What to work on:
Go through the lines below. Copy those with "push".

━━━━━ Input ━━━━━

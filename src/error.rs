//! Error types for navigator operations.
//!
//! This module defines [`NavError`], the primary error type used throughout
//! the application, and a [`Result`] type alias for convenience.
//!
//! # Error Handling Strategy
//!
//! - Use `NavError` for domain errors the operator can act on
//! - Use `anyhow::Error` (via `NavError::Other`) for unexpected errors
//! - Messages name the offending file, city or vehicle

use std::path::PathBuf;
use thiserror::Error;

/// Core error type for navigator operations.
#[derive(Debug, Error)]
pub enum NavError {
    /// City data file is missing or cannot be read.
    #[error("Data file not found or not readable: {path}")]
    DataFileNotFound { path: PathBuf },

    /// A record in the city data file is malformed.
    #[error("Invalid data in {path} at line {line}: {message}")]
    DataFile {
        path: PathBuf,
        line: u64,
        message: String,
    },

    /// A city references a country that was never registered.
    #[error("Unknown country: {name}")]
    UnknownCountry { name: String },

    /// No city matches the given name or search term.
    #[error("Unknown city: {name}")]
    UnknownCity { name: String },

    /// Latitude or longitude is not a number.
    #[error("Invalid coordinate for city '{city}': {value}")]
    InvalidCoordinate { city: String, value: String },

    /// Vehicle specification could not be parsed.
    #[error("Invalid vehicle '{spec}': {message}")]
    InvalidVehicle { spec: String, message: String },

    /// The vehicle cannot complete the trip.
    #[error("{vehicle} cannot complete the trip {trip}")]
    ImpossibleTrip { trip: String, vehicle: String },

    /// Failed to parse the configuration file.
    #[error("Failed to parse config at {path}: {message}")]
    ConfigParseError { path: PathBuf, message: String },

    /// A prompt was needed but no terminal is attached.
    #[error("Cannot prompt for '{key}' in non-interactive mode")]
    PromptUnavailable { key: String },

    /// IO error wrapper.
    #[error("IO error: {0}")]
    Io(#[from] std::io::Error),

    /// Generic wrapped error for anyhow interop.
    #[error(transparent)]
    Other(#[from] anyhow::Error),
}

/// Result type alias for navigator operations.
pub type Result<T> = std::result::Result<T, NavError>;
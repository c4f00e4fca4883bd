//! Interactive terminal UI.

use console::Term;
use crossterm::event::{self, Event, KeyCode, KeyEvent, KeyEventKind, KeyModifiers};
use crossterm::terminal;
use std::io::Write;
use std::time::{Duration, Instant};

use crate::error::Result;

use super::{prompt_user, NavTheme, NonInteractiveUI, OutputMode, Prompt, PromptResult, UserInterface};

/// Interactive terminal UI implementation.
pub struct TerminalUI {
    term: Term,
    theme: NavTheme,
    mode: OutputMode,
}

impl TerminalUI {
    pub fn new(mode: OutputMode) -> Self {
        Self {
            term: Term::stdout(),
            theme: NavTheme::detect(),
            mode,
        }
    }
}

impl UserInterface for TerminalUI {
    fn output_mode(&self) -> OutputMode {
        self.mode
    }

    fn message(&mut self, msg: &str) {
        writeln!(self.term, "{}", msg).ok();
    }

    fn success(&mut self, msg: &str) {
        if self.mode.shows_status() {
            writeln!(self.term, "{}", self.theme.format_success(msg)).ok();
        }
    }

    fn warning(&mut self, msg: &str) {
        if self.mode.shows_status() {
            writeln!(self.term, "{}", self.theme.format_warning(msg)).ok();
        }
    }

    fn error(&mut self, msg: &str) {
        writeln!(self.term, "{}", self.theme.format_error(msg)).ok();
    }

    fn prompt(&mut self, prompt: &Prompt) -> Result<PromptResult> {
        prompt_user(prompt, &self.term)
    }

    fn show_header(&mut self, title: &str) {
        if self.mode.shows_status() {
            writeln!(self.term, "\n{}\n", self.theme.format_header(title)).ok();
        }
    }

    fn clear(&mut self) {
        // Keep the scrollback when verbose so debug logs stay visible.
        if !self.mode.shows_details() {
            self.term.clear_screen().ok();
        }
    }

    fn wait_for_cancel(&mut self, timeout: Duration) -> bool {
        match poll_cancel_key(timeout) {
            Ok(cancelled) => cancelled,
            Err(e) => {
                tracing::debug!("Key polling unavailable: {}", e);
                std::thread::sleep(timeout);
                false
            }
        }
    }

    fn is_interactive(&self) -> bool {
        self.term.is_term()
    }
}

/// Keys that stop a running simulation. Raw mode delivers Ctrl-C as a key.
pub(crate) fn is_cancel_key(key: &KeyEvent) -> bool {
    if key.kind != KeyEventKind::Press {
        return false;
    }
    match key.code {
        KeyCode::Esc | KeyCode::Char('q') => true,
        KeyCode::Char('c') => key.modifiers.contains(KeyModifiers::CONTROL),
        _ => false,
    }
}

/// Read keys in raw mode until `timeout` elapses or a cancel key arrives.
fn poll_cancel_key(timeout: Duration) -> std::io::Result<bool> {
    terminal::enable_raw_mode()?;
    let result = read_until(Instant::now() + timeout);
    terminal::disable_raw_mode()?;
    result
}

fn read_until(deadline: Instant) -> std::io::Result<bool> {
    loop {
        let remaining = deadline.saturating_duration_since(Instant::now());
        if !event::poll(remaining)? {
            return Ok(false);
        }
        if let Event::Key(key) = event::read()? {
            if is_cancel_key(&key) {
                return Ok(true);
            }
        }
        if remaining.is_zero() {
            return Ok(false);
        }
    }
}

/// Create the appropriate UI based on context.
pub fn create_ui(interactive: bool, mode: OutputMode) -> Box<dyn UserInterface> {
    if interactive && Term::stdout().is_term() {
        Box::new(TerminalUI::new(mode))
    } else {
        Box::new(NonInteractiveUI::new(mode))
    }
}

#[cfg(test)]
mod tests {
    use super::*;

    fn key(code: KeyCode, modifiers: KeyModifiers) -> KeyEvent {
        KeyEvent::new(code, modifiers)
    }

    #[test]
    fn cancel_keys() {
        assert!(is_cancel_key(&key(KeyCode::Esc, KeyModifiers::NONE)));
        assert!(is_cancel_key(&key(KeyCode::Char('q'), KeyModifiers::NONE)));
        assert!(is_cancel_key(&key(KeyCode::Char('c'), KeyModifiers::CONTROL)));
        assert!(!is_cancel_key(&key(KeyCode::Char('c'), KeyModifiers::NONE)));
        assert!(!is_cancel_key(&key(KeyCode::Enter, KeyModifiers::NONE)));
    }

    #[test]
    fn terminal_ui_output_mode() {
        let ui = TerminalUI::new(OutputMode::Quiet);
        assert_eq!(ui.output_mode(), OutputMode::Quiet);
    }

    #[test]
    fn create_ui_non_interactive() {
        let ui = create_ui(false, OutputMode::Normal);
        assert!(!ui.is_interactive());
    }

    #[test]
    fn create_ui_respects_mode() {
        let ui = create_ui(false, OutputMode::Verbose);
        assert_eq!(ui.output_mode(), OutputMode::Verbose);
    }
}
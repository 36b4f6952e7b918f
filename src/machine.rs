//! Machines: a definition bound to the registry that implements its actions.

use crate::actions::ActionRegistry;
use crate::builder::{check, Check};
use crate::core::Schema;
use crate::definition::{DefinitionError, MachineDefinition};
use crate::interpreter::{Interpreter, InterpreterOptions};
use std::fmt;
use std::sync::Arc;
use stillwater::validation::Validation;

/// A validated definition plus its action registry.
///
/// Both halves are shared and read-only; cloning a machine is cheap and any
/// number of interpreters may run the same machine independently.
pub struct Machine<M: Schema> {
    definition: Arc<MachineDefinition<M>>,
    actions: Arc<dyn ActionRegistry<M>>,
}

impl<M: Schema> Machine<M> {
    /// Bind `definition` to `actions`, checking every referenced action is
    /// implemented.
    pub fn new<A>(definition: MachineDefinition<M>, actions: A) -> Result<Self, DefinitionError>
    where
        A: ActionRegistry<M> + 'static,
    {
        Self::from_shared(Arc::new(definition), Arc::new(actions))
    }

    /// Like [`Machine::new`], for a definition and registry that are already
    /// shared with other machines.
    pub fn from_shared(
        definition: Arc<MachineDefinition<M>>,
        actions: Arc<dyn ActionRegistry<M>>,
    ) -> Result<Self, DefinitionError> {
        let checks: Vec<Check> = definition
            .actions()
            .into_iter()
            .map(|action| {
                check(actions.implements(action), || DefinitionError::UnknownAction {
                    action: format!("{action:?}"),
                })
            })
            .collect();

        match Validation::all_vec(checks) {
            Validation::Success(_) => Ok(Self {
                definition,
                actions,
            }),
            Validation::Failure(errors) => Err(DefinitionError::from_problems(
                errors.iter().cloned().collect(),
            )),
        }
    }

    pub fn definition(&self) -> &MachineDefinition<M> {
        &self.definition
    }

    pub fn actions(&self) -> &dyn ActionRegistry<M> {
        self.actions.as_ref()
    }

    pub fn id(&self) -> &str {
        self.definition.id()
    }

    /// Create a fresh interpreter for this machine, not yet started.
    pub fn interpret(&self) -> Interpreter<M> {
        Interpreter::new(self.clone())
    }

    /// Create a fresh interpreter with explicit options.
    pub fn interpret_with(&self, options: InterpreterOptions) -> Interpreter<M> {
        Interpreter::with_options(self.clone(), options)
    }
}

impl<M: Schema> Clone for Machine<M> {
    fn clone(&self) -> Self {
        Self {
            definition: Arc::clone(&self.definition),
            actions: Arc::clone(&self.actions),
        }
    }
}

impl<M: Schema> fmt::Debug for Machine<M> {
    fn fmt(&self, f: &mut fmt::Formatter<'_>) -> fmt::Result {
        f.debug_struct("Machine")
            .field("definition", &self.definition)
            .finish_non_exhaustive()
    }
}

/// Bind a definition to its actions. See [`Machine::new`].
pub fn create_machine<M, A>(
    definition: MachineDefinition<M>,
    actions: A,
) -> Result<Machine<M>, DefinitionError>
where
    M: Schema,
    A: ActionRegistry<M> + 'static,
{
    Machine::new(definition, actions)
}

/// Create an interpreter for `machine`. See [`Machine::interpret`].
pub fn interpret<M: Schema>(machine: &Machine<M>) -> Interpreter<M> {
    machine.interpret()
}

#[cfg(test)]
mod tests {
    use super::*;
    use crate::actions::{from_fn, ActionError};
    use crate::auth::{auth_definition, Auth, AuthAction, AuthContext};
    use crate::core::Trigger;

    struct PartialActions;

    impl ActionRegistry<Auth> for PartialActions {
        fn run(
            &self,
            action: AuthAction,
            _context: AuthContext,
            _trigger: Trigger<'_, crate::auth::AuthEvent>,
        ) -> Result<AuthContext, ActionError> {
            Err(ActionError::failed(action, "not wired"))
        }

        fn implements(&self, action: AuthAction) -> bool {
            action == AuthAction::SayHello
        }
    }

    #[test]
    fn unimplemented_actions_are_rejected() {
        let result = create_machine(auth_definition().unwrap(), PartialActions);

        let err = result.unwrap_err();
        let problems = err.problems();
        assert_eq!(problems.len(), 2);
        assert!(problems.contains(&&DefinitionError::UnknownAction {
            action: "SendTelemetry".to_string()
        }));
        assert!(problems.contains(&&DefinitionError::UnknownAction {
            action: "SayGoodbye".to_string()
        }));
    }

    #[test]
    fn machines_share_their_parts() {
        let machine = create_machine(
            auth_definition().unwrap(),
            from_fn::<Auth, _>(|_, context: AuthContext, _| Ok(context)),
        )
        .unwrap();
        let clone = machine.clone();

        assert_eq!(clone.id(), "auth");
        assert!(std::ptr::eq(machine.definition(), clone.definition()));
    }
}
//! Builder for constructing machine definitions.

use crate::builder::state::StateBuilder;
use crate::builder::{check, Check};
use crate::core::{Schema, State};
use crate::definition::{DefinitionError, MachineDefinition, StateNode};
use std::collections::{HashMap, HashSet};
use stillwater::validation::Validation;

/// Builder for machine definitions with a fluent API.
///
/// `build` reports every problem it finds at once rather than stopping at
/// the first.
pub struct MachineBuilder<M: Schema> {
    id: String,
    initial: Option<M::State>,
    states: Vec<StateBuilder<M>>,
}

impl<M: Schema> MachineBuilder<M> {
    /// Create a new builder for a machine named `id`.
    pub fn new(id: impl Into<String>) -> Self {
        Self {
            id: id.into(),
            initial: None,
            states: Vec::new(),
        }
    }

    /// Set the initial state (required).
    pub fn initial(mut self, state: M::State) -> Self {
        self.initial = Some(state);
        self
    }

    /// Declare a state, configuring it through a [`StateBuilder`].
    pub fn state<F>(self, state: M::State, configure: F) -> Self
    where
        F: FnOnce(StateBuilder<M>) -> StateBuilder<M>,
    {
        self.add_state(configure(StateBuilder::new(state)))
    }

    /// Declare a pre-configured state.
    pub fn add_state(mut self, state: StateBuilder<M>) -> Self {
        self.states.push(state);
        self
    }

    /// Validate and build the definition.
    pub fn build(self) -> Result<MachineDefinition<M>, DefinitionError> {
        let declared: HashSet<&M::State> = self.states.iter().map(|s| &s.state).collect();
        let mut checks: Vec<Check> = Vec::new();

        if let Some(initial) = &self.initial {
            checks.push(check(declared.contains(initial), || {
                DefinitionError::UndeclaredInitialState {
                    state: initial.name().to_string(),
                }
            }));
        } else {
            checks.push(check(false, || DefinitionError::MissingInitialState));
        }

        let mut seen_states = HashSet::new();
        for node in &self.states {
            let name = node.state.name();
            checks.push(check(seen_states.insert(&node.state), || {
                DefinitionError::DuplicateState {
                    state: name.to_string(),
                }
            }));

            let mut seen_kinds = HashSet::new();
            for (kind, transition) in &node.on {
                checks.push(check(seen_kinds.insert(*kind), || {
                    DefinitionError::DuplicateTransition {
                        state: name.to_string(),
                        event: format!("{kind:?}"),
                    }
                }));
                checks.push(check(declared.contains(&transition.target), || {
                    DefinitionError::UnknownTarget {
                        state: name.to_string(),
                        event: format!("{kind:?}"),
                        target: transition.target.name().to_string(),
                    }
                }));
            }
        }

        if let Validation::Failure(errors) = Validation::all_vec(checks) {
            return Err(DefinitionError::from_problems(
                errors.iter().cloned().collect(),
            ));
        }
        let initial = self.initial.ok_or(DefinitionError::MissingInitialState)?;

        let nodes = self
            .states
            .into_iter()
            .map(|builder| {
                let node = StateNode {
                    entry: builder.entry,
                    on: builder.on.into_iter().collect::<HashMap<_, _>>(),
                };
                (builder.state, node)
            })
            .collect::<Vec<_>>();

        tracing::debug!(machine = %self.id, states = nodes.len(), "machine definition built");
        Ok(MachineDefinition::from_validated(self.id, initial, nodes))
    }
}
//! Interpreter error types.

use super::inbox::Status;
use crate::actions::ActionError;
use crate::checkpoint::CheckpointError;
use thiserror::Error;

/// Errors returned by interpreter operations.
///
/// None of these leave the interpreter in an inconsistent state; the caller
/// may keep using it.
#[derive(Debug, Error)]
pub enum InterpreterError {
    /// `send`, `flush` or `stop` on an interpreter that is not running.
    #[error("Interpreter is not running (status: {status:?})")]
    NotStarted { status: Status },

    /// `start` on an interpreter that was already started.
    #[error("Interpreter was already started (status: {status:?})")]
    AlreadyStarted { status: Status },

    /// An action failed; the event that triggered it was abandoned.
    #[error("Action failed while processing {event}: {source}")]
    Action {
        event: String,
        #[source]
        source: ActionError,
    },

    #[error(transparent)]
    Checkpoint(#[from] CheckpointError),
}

━━━━━

Worked solution:
        self.states.push(state);
            checks.push(check(declared.contains(initial), || {
            checks.push(check(false, || DefinitionError::MissingInitialState));
            checks.push(check(seen_states.insert(&node.state), || {
                checks.push(check(seen_kinds.insert(*kind), || {
                checks.push(check(declared.contains(&transition.target), || {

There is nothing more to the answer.